**** Records supplied ****

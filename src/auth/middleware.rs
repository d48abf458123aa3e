// SPDX-License-Identifier: AGPL-3.0-or-later
//
// Copyright (C) 2026 Relational Network

//! Authentication and ability middleware for Axum.
//!
//! Two layers, applied with `route_layer` so unmatched paths still 404:
//!
//! 1. [`authenticate`] resolves the bearer to a live token and attaches
//!    [`AuthenticatedUser`](crate::auth::AuthenticatedUser) and
//!    [`VerifiedBearer`] to the request extensions.
//! 2. [`require_abilities`] checks the token's persisted abilities against
//!    the set an [`AbilityGate`] was built with.
//!
//! ```rust,ignore
//! let gate = AbilityGate::new(state.authenticator.clone(), [ACCESS_API]);
//!
//! Router::new()
//!     .route("/me", get(me))
//!     .route_layer(from_fn_with_state(gate, require_abilities))
//!     .route_layer(from_fn_with_state(state.clone(), authenticate));
//! ```

use std::sync::Arc;

use axum::{
    extract::{Request, State},
    http::{header::AUTHORIZATION, HeaderMap},
    middleware::Next,
    response::{IntoResponse, Response},
};

use super::{AuthError, Authenticator, VerifiedBearer};
use crate::state::AppState;

/// Pull the bearer value out of an `Authorization: Bearer <value>` header.
pub fn bearer_from_headers(headers: &HeaderMap) -> Result<&str, AuthError> {
    let header = headers
        .get(AUTHORIZATION)
        .ok_or(AuthError::MissingAuthHeader)?
        .to_str()
        .map_err(|_| AuthError::InvalidAuthHeader)?;

    let bearer = header
        .strip_prefix("Bearer ")
        .ok_or(AuthError::InvalidAuthHeader)?;

    Ok(bearer.trim())
}

/// Reject the request unless it carries a live bearer token.
pub async fn authenticate(
    State(state): State<AppState>,
    mut request: Request,
    next: Next,
) -> Response {
    let bearer = match bearer_from_headers(request.headers()) {
        Ok(bearer) => bearer.to_owned(),
        Err(e) => return e.into_response(),
    };

    match state.authenticator.authenticate_bearer(&bearer).await {
        Ok((user, verified)) => {
            request.extensions_mut().insert(user);
            request.extensions_mut().insert(verified);
            next.run(request).await
        }
        Err(e) => e.into_response(),
    }
}

/// Abilities a route requires, plus the authenticator to look them up with.
#[derive(Clone)]
pub struct AbilityGate {
    authenticator: Arc<Authenticator>,
    required: Arc<[String]>,
}

impl AbilityGate {
    pub fn new<I, S>(authenticator: Arc<Authenticator>, required: I) -> Self
    where
        I: IntoIterator<Item = S>,
        S: Into<String>,
    {
        Self {
            authenticator,
            required: required.into_iter().map(Into::into).collect(),
        }
    }

    pub fn required(&self) -> &[String] {
        &self.required
    }
}

/// Reject the request unless its token carries every ability the gate requires.
///
/// Reuses the bearer verified by [`authenticate`]; if that layer did not run,
/// the header is verified here instead.
pub async fn require_abilities(
    State(gate): State<AbilityGate>,
    request: Request,
    next: Next,
) -> Response {
    let verified = match request.extensions().get::<VerifiedBearer>().cloned() {
        Some(verified) => verified,
        None => {
            let bearer = match bearer_from_headers(request.headers()) {
                Ok(bearer) => bearer.to_owned(),
                Err(e) => return e.into_response(),
            };
            match gate.authenticator.authenticate_bearer(&bearer).await {
                Ok((_, verified)) => verified,
                Err(e) => return e.into_response(),
            }
        }
    };

    match gate.authenticator.authorize(&verified, gate.required()).await {
        Ok(()) => next.run(request).await,
        Err(e) => e.into_response(),
    }
}

#[cfg(test)]
mod tests {
    use super::*;
    use crate::auth::abilities::{ACCESS_API, REFRESH_TOKEN};
    use crate::auth::{Auth, AuthenticatedUser, Registration};
    use axum::{
        body::{to_bytes, Body},
        http::StatusCode,
        middleware::from_fn_with_state,
        routing::get,
        Router,
    };
    use tower::ServiceExt;

    async fn whoami(Auth(user): Auth) -> String {
        user.user_id.to_string()
    }

    async fn peek(request: Request) -> String {
        request
            .extensions()
            .get::<AuthenticatedUser>()
            .map(|user| user.token_id.to_string())
            .unwrap_or_default()
    }

    fn app(state: AppState, required: &'static str) -> Router {
        let gate = AbilityGate::new(state.authenticator.clone(), [required]);
        Router::new()
            .route("/whoami", get(whoami))
            .route("/peek", get(peek))
            .route_layer(from_fn_with_state(gate, require_abilities))
            .route_layer(from_fn_with_state(state.clone(), authenticate))
            .with_state(state)
    }

    async fn login(state: &AppState) -> (u64, String, String) {
        let user = state
            .authenticator
            .register(Registration {
                name: "Ada".to_string(),
                email: "a@b.com".to_string(),
                password: "secret123".to_string(),
                password_confirmation: "secret123".to_string(),
            })
            .await
            .unwrap();
        let tokens = state.authenticator.login("a@b.com", "secret123").await.unwrap();
        (user.id, tokens.access_token, tokens.refresh_token)
    }

    async fn call(app: Router, path: &str, authorization: Option<String>) -> (StatusCode, String) {
        let mut builder = axum::http::Request::builder().uri(path);
        if let Some(value) = authorization {
            builder = builder.header(AUTHORIZATION, value);
        }
        let response = app.oneshot(builder.body(Body::empty()).unwrap()).await.unwrap();
        let status = response.status();
        let body = to_bytes(response.into_body(), usize::MAX).await.unwrap();
        (status, String::from_utf8(body.to_vec()).unwrap())
    }

    #[test]
    fn bearer_from_headers_requires_prefix() {
        let mut headers = HeaderMap::new();
        assert!(matches!(bearer_from_headers(&headers), Err(AuthError::MissingAuthHeader)));

        headers.insert(AUTHORIZATION, "Basic abc".parse().unwrap());
        assert!(matches!(bearer_from_headers(&headers), Err(AuthError::InvalidAuthHeader)));

        headers.insert(AUTHORIZATION, "Bearer 7|secret ".parse().unwrap());
        assert_eq!(bearer_from_headers(&headers).unwrap(), "7|secret");
    }

    #[tokio::test]
    async fn missing_header_is_401() {
        let state = AppState::for_tests().await;
        let (status, body) = call(app(state, ACCESS_API), "/whoami", None).await;
        assert_eq!(status, StatusCode::UNAUTHORIZED);
        assert!(body.contains("missing_auth_header"));
    }

    #[tokio::test]
    async fn malformed_and_unknown_bearers_are_401() {
        let state = AppState::for_tests().await;
        login(&state).await;

        for value in ["Bearer not-a-token", "Bearer 999|deadbeef", "Bearer 1|"] {
            let (status, body) =
                call(app(state.clone(), ACCESS_API), "/whoami", Some(value.to_string())).await;
            assert_eq!(status, StatusCode::UNAUTHORIZED, "{value}");
            assert!(body.contains("invalid_token"));
        }
    }

    #[tokio::test]
    async fn access_token_reaches_handler() {
        let state = AppState::for_tests().await;
        let (user_id, access, _) = login(&state).await;

        let (status, body) =
            call(app(state, ACCESS_API), "/whoami", Some(format!("Bearer {access}"))).await;
        assert_eq!(status, StatusCode::OK);
        assert_eq!(body, user_id.to_string());
    }

    #[tokio::test]
    async fn identity_is_visible_in_extensions() {
        let state = AppState::for_tests().await;
        let (_, access, _) = login(&state).await;
        let (token_id, _) = crate::auth::codec::parse_bearer(&access).unwrap();

        let (status, body) =
            call(app(state, ACCESS_API), "/peek", Some(format!("Bearer {access}"))).await;
        assert_eq!(status, StatusCode::OK);
        assert_eq!(body, token_id.to_string());
    }

    #[tokio::test]
    async fn refresh_token_is_forbidden_on_api_routes() {
        let state = AppState::for_tests().await;
        let (_, _, refresh) = login(&state).await;

        let (status, body) =
            call(app(state, ACCESS_API), "/whoami", Some(format!("Bearer {refresh}"))).await;
        assert_eq!(status, StatusCode::FORBIDDEN);
        assert!(body.contains("insufficient_abilities"));
    }

    #[tokio::test]
    async fn refresh_token_passes_refresh_gate() {
        let state = AppState::for_tests().await;
        let (user_id, access, refresh) = login(&state).await;

        let (status, body) = call(
            app(state.clone(), REFRESH_TOKEN),
            "/whoami",
            Some(format!("Bearer {refresh}")),
        )
        .await;
        assert_eq!(status, StatusCode::OK);
        assert_eq!(body, user_id.to_string());

        let (status, _) =
            call(app(state, REFRESH_TOKEN), "/whoami", Some(format!("Bearer {access}"))).await;
        assert_eq!(status, StatusCode::FORBIDDEN);
    }

    #[tokio::test]
    async fn gate_alone_verifies_the_header() {
        let state = AppState::for_tests().await;
        let (user_id, access, _) = login(&state).await;
        let gate = AbilityGate::new(state.authenticator.clone(), [ACCESS_API]);
        let gated_only = Router::new()
            .route("/whoami", get(whoami))
            .route_layer(from_fn_with_state(gate, require_abilities))
            .with_state(state);

        let (status, body) =
            call(gated_only.clone(), "/whoami", Some(format!("Bearer {access}"))).await;
        assert_eq!(status, StatusCode::OK);
        assert_eq!(body, user_id.to_string());

        let (status, _) = call(gated_only, "/whoami", None).await;
        assert_eq!(status, StatusCode::UNAUTHORIZED);
    }
}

****

▶ Goal of the exercise: Find the word "VerifiedBearer" in the records. Copy every line it appears in.

▶ Answer to this problem:
//!    [`VerifiedBearer`] to the request extensions.
use super::{AuthError, Authenticator, VerifiedBearer};
    let verified = match request.extensions().get::<VerifiedBearer>().cloned() {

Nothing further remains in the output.